**Recorded data**
###

//! # `eulerian` - Euler Paths over Undirected Multigraphs
//!
//! Computes Euler paths and circuits (walks that use every edge exactly once)
//! with Hierholzer's edge-marking depth-first traversal.
//!
//! ## Key Features
//!
//! - **Trait-based input**: any graph implementing [`EulerGraph`] can be traversed;
//!   [`UndirectedGraph`] is the bundled implementation
//! - **Stack-safe traversal**: the default traversal keeps an explicit frame stack,
//!   so call depth does not grow with edge count
//! - **Scoped scratch state**: per-edge visited markers live in an [`EdgeMap`] that is
//!   released on every exit path, observable through [`MapRegistry`]
//! - **Typed failures**: every rejection is an [`EulerError`] variant
//!
//! ## Guarantees
//!
//! - Directed arcs are rejected before any traversal work.
//! - Degree parity is checked before connectivity; connectivity is detected after
//!   traversal, by comparing covered edges to the edge count.
//! - Results are deterministic: start-vertex tie-breaks follow the graph's
//!   vertex enumeration order, and edges are explored in incidence order.
//! - Self-loops and parallel edges are ordinary edges with their own identity.
//!
//! ## Example
//!
//! ```rust
//! use eulerian::{compute_euler_path, check_trail, EulerKind, UndirectedGraph, VertexId};
//!
//! // Path 0 - 1 - 2 with a triangle hanging off vertex 1.
//! let mut g = UndirectedGraph::with_vertices(5);
//! g.add_edges(VertexId(1), &[VertexId(0), VertexId(2), VertexId(3), VertexId(4)]);
//! g.add_edge(VertexId(3), VertexId(4));
//!
//! let path = compute_euler_path(&g).unwrap();
//! assert_eq!(path.kind(), EulerKind::Trail);
//! assert_eq!(path.len(), 5);
//! assert!(check_trail(&g, path.start(), path.edges()).is_ok());
//! assert_eq!(g.live_maps(), 0);
//! ```

#![warn(missing_docs, clippy::all, clippy::pedantic)]
#![allow(clippy::module_name_repetitions)]
#![allow(clippy::must_use_candidate)]

pub mod euler;
pub mod graph;

pub use euler::{
    check_trail, compute_euler_path, compute_euler_path_with, select_start, EulerError,
    EulerKind, EulerOptions, EulerPath, TrailError, TraversalStrategy,
};
pub use graph::{
    ArcId, EdgeId, EdgeMap, EulerGraph, GraphSpec, GraphSpecError, MapRegistry, UndirectedGraph,
    VertexId,
};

###

If a line in the entries above contains "that", report it.

//! Computes Euler paths and circuits (walks that use every edge exactly once)
//! - **Scoped scratch state**: per-edge visited markers live in an [`EdgeMap`] that is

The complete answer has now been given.